A non-profit 501(c)(3) organization.
There's a lot more to see besides the animals at ZooMontana.
That's what a local group of volunteers that helps maintain the grounds there hopes to get across to the public in its efforts to get the zoo classified nationally as a certified botanical garden.
"We would like it to be known as ZooMontana and Botanical Garden," said Teresa Bessette, president of the Botanical Society at ZooMontana. "We are in the process right now of reclaiming what was lost."
Scattered around the grounds at the zoo and along the short walks between animal exhibits are a number of gardens featuring dozens of flowers, trees and other plants and the society hopes to grow, improve and maintain those gardens.
Since last year, the dozen or so members of the society, which is in the process of being designated by the state of Montana as a nonprofit organization, have been ramping up their efforts to reach that goal.
"This year is kind of our year for spreading out and reclaiming what we need to reclaim," Bessette said. "We have big visions but we need to be realistic. We know what needs to be done first."
That includes lots of work on the grounds -- gardening, clearing out weeds, planting new flora, repairing equipment -- but they also need zoo officials and the board of directors to provide support, which they're well on their way to getting.

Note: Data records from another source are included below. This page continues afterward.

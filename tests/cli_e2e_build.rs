//! End-to-end tests for the `build` command.
//!
//! These run the real binary against a fake Java executable that records
//! its arguments and creates the requested output files.

#![cfg(unix)]

mod common;
use common::prelude::*;

use serial_test::serial;
use std::fs;
use std::thread;
use std::time::Duration;

#[test]
#[serial]
fn test_build_default_target_is_raw() {
    let fixture = TestFixture::new().with_project();
    fixture
        .command()
        .arg("build")
        .assert()
        .success()
        .stdout(predicate::str::contains("[SKIP] scripts: unchanged"));

    assert!(fixture.java_calls().is_empty());
    fixture.child("build/deps.js").assert(predicate::path::exists());
    fixture.child("public").assert(predicate::path::missing());
}

#[test]
#[serial]
fn test_build_compiles_and_publishes() {
    let fixture = TestFixture::new().with_project();
    fixture
        .command()
        .args(["build", "--target", "prod"])
        .assert()
        .success()
        .stdout(predicate::str::contains("[OK] scripts: compiled"))
        .stdout(predicate::str::contains("prod-js -> "));

    let calls = fixture.java_calls();
    assert_eq!(calls.len(), 1);
    let call = &calls[0];
    assert!(call.contains("-jar tools/compiler.jar --js_output_file build/compiled.js"));
    assert!(call.contains(
        "--js lib/closure/goog/base.js --js build/deps.js --js src/app/util.js \
         --js lib/closure/goog/string/string.js --js src/app/main.js"
    ));
    assert!(!call.contains("main_test.js"));
    assert!(call.contains("--define goog.DEBUG=false"));
    assert!(call.contains("--compilation_level ADVANCED_OPTIMIZATIONS"));

    let published: Vec<_> = fs::read_dir(fixture.path().join("public"))
        .unwrap()
        .map(|entry| entry.unwrap().file_name().to_string_lossy().to_string())
        .collect();
    assert_eq!(published.len(), 1);
    assert!(published[0].starts_with("app-"));
    assert!(!published[0].contains("{hash}"));
}

#[test]
#[serial]
fn test_rebuild_without_changes_skips_compiler() {
    let fixture = TestFixture::new().with_project();
    fixture
        .command()
        .args(["build", "--target", "prod"])
        .assert()
        .success();
    fixture
        .command()
        .args(["build", "--target", "prod"])
        .assert()
        .success()
        .stdout(predicate::str::contains("[SKIP] scripts: unchanged"));

    assert_eq!(fixture.java_calls().len(), 1);
}

#[test]
#[serial]
fn test_modified_source_recompiles() {
    let fixture = TestFixture::new().with_project();
    fixture
        .command()
        .args(["build", "--target", "prod"])
        .assert()
        .success();

    // Leave room for filesystems with coarse timestamps.
    thread::sleep(Duration::from_millis(1100));
    fixture
        .child("src/app/util.js")
        .write_str("goog.provide('app.util');\n// changed\n")
        .unwrap();

    fixture
        .command()
        .args(["build", "--target", "prod"])
        .assert()
        .success()
        .stdout(predicate::str::contains("[OK] scripts: compiled"));
    assert_eq!(fixture.java_calls().len(), 2);
}

#[test]
#[serial]
fn test_failed_compile_is_retried() {
    let fixture = TestFixture::new().with_project();
    fixture.break_java();
    fixture
        .command()
        .args(["build", "--target", "prod"])
        .assert()
        .failure()
        .stderr(predicate::str::contains("Compiler error"))
        .stderr(predicate::str::contains("ERROR - broken input"));

    fixture.repair_java();
    fixture
        .command()
        .args(["build", "--target", "prod"])
        .assert()
        .success()
        .stdout(predicate::str::contains("[OK] scripts: compiled"));
    assert_eq!(fixture.java_calls().len(), 2);
}

#[test]
#[serial]
fn test_output_cmd_and_no_publish() {
    let fixture = TestFixture::new().with_project();
    fixture
        .command()
        .args(["build", "--target", "prod", "--output-cmd", "--no-publish"])
        .assert()
        .success();

    let java = fixture.java_path().display().to_string();
    fixture
        .child("build/cmd")
        .assert(predicate::str::starts_with(java))
        .assert(predicate::str::contains("--js_output_file build/compiled.js"));
    fixture.child("public").assert(predicate::path::missing());
}

#[test]
#[serial]
fn test_mapping_file() {
    let fixture = TestFixture::new().with_project();
    let config = format!("{}map:\n  file: public/mapping.js\n", fixture.project_config());
    let fixture = fixture.with_config(&config);

    fixture
        .command()
        .args(["build", "--target", "prod"])
        .assert()
        .success();

    fixture
        .child("public/mapping.js")
        .assert(predicate::str::starts_with("var mapping = {\"prod-js\":\"public/app-"));
}

#[test]
#[serial]
fn test_unknown_target() {
    let fixture = TestFixture::new().with_project();
    fixture
        .command()
        .args(["build", "--target", "staging"])
        .assert()
        .failure()
        .stderr(predicate::str::contains("staging"));
    assert!(fixture.java_calls().is_empty());
}

#[test]
#[serial]
fn test_templates_and_stylesheets_are_compiled() {
    let fixture = TestFixture::new()
        .with_project()
        .with_file("soy/app/view.soy", "{namespace app.view}\n")
        .with_file("styles/main.gss", ".a { color: red; }\n");
    let config = format!(
        "{}soy:\n  root: soy\n  compiler: tools/soy.jar\ngss:\n  compiler: tools/gss.jar\n  inputs: [styles/main.gss]\n",
        fixture.project_config()
    );
    let fixture = fixture.with_config(&config);

    fixture
        .command()
        .args(["build", "--target", "prod", "--no-publish"])
        .assert()
        .success()
        .stdout(predicate::str::contains("[OK] stylesheets: compiled"))
        .stdout(predicate::str::contains("[OK] templates: compiled"))
        .stdout(predicate::str::contains("[OK] scripts: compiled"));

    fixture
        .child("build/templates/app/view.soy.js")
        .assert(predicate::path::exists());
    fixture
        .child("build/compiled.css")
        .assert(predicate::path::exists());

    let calls = fixture.java_calls();
    assert_eq!(calls.len(), 3);
    assert!(calls[0].contains("tools/gss.jar --output-file build/compiled.css"));
    assert!(calls[1].contains("--shouldProvideRequireSoyNamespaces"));
}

Recently, the zoo board agreed to make a seat available for the society's acting president, which Bessette eagerly accepted. That gives the group an official voice at the table and a hand in the directions the garden can take.
"We both thought, 'What a great opportunity,'" said Jeff Ewelt, the zoo's executive director. "We thought it was a great way to integrate the animal side, the zoo operation and the grounds. Teresa gives us a first-person voice from an individual who's actually out there doing the work, getting her fingernails dirty."
The zoo is very supportive of the group's efforts, Ewelt said. The group approached him as soon as he took over in the summer of 2011 and said they wanted to make sure the grounds were taken care of.
"I understand that these grounds are important," he said. "They're a part of the zoo. Part of what makes us the zoo is not only the animal life, but the plant life and it all has to work together."
Susan Betz, a member of the society, said they're partly inspired to renew the efforts by a group of women called the Horticulture Society that used to work the gardens on a weekly basis years ago, when the zoo was also presented as a botanical garden. Many of them have taken the Master Gardener class in Billings.
"This is going back with the history of the zoo, when it first opened," she said. "I'm not sure if people know that."
First off, the society will work to get the zoo classified as an arboretum, and to do so it must be able to identify 25 or more kinds of trees or other woody plants.
The second level requires 100 identifiable woody plants, and certification also needs proof of along an established plan, organizational structure and a governance group.
"There has to be a certain amount of plants that are identified, a certain amount of trees that are identified," Bessette said. "We're thinking that we probably qualify for that, that we're definitely good for level one."
While the group feels good about the initial number of plants needed and its organizational progress, there is still plenty of work to do.
A major focus in the coming months will be on gathering money to maintain and improve the gardens. Betz and Bessette said that they understand the zoo is still in a transitional phase after losing accreditation in 2011 and overhauling its operations.
"We understand that there are a lot of financial concerns," Betz said. "We do have some money from a couple of fundraisers and we want to do more. We're trying to stay consistent with that."
Bessette said that lemonade sales by the group last year raised about $1,000.
Ewelt said the zoo also will provide some funding and that the group will split money earned from the upcoming GeraniumFest with the rest of the zoo.
"We'll be there any way we can," he said. "That's the best-case scenario for us because we'll be behind the zoo itself. We have committed in our budget this year at least $2,500 to them."
There's not a full-time staff member at the zoo dedicated to maintaining the grounds, so group members have been volunteering.
One of the first priorities will be getting the sprinkler system fixed in order to keep the plants watered and healthy, Bessette said.
Other plans include using the gardens for educational purposes, holding classes for the public on gardening, communicating and collaborating with other botanical gardens in the region and getting the preschool class at the zoo involved in planting gardens.
Even though there's not a set target date they're working toward for certification, members have already done plenty of work at the zoo, clearing out garden space and weeding and improving existing ones. They planted 1,000 new bulbs right before the winter cold kicked in, the group got a pair of fountains up and running, they have worked in the Sensory Garden and Bessette put in numerous hours in the Children's Garden last year.
"Spring should be the beginning of something really, really nice," Bessette said.